## YOUR ASSIGNMENT
Reproduce the entries. Each one must match the original exactly.

----------------------------------------

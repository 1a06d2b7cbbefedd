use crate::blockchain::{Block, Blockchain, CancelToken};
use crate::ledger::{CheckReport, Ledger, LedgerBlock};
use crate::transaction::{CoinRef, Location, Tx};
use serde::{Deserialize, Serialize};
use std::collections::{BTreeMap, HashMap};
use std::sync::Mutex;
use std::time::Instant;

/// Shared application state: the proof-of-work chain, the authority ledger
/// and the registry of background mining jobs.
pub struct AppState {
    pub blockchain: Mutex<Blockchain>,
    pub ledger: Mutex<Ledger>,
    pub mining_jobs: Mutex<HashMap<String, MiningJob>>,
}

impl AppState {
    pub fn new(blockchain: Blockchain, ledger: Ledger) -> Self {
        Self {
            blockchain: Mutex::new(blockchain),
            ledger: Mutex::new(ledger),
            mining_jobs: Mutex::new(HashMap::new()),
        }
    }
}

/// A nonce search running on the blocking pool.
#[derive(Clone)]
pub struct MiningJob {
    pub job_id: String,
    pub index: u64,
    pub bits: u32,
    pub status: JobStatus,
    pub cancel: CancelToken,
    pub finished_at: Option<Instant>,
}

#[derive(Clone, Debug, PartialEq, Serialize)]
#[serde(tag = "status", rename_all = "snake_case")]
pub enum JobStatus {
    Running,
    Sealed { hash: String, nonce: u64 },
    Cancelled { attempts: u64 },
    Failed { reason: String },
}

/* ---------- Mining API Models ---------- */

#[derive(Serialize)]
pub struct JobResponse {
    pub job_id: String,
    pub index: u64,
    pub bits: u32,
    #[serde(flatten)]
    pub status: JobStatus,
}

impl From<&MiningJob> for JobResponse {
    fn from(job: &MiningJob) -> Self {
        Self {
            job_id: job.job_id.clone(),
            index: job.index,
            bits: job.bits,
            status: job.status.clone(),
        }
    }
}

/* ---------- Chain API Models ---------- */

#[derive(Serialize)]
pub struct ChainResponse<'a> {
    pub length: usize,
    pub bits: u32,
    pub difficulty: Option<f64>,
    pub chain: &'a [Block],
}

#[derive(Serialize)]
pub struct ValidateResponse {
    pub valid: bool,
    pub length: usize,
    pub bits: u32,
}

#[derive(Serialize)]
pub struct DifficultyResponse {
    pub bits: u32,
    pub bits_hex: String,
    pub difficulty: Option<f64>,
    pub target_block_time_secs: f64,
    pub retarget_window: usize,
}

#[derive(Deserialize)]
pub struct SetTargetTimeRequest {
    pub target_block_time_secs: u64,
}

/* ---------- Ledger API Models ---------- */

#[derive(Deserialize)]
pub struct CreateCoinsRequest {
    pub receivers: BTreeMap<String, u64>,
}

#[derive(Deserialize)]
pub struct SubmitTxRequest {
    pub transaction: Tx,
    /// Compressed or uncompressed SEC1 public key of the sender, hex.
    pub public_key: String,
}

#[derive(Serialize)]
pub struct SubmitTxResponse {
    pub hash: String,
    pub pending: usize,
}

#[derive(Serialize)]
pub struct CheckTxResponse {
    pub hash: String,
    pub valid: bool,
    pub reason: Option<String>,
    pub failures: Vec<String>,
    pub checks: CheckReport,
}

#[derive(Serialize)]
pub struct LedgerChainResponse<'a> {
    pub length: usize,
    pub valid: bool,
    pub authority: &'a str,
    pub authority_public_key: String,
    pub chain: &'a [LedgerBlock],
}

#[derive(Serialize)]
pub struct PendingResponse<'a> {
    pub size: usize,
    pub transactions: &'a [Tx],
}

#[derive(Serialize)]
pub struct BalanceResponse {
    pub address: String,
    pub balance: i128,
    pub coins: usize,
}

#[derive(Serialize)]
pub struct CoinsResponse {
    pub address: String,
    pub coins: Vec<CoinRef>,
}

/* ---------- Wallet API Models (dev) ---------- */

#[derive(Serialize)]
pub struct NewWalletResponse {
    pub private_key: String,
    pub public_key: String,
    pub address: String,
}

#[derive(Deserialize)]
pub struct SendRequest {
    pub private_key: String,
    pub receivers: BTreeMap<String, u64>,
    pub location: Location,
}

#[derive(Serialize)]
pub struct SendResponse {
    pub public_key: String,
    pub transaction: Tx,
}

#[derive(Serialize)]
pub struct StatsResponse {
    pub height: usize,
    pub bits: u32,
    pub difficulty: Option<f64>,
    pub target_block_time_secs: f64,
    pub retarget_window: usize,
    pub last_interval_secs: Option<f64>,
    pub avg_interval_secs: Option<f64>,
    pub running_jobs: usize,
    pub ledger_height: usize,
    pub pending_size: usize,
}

----------------------------------------

## RESPONSE BELOW
repository 1a06d2b7cbbefedd
use crate::blockchain::{Block, Blockchain, CancelToken};
use crate::ledger::{CheckReport, Ledger, LedgerBlock};
use crate::transaction::{CoinRef, Location, Tx};
use serde::{Deserialize, Serialize};
use std::collections::{BTreeMap, HashMap};
use std::sync::Mutex;
use std::time::Instant;

/// Shared application state: the proof-of-work chain, the authority ledger
/// and the registry of background mining jobs.
pub struct AppState {
    pub blockchain: Mutex<Blockchain>,
    pub ledger: Mutex<Ledger>,
    pub mining_jobs: Mutex<HashMap<String, MiningJob>>,
}

impl AppState {
    pub fn new(blockchain: Blockchain, ledger: Ledger) -> Self {
        Self {
            blockchain: Mutex::new(blockchain),
            ledger: Mutex::new(ledger),
            mining_jobs: Mutex::new(HashMap::new()),
        }
    }
}

/// A nonce search running on the blocking pool.
#[derive(Clone)]
pub struct MiningJob {
    pub job_id: String,
    pub index: u64,
    pub bits: u32,
    pub status: JobStatus,
    pub cancel: CancelToken,
    pub finished_at: Option<Instant>,
}

#[derive(Clone, Debug, PartialEq, Serialize)]
#[serde(tag = "status", rename_all = "snake_case")]
pub enum JobStatus {
    Running,
    Sealed { hash: String, nonce: u64 },
    Cancelled { attempts: u64 },
    Failed { reason: String },
}

/* ---------- Mining API Models ---------- */

#[derive(Serialize)]
pub struct JobResponse {
    pub job_id: String,
    pub index: u64,
    pub bits: u32,
    #[serde(flatten)]
    pub status: JobStatus,
}

impl From<&MiningJob> for JobResponse {
    fn from(job: &MiningJob) -> Self {
        Self {
            job_id: job.job_id.clone(),
            index: job.index,
            bits: job.bits,
            status: job.status.clone(),
        }
    }
}

/* ---------- Chain API Models ---------- */

#[derive(Serialize)]
pub struct ChainResponse<'a> {
    pub length: usize,
    pub bits: u32,
    pub difficulty: Option<f64>,
    pub chain: &'a [Block],
}

#[derive(Serialize)]
pub struct ValidateResponse {
    pub valid: bool,
    pub length: usize,
    pub bits: u32,
}

#[derive(Serialize)]
pub struct DifficultyResponse {
    pub bits: u32,
    pub bits_hex: String,
    pub difficulty: Option<f64>,
    pub target_block_time_secs: f64,
    pub retarget_window: usize,
}

#[derive(Deserialize)]
pub struct SetTargetTimeRequest {
    pub target_block_time_secs: u64,
}

/* ---------- Ledger API Models ---------- */

#[derive(Deserialize)]
pub struct CreateCoinsRequest {
    pub receivers: BTreeMap<String, u64>,
}

#[derive(Deserialize)]
pub struct SubmitTxRequest {
    pub transaction: Tx,
    /// Compressed or uncompressed SEC1 public key of the sender, hex.
    pub public_key: String,
}

#[derive(Serialize)]
pub struct SubmitTxResponse {
    pub hash: String,
    pub pending: usize,
}

#[derive(Serialize)]
pub struct CheckTxResponse {
    pub hash: String,
    pub valid: bool,
    pub reason: Option<String>,
    pub failures: Vec<String>,
    pub checks: CheckReport,
}

#[derive(Serialize)]
pub struct LedgerChainResponse<'a> {
    pub length: usize,
    pub valid: bool,
    pub authority: &'a str,
    pub authority_public_key: String,
    pub chain: &'a [LedgerBlock],
}

#[derive(Serialize)]
pub struct PendingResponse<'a> {
    pub size: usize,
    pub transactions: &'a [Tx],
}

#[derive(Serialize)]
pub struct BalanceResponse {
    pub address: String,
    pub balance: i128,
    pub coins: usize,
}

#[derive(Serialize)]
pub struct CoinsResponse {
    pub address: String,
    pub coins: Vec<CoinRef>,
}

/* ---------- Wallet API Models (dev) ---------- */

#[derive(Serialize)]
pub struct NewWalletResponse {
    pub private_key: String,
    pub public_key: String,
    pub address: String,
}

#[derive(Deserialize)]
pub struct SendRequest {
    pub private_key: String,
    pub receivers: BTreeMap<String, u64>,
    pub location: Location,
}

#[derive(Serialize)]
pub struct SendResponse {
    pub public_key: String,
    pub transaction: Tx,
}

#[derive(Serialize)]
pub struct StatsResponse {
    pub height: usize,
    pub bits: u32,
    pub difficulty: Option<f64>,
    pub target_block_time_secs: f64,
    pub retarget_window: usize,
    pub last_interval_secs: Option<f64>,
    pub avg_interval_secs: Option<f64>,
    pub running_jobs: usize,
    pub ledger_height: usize,
    pub pending_size: usize,
}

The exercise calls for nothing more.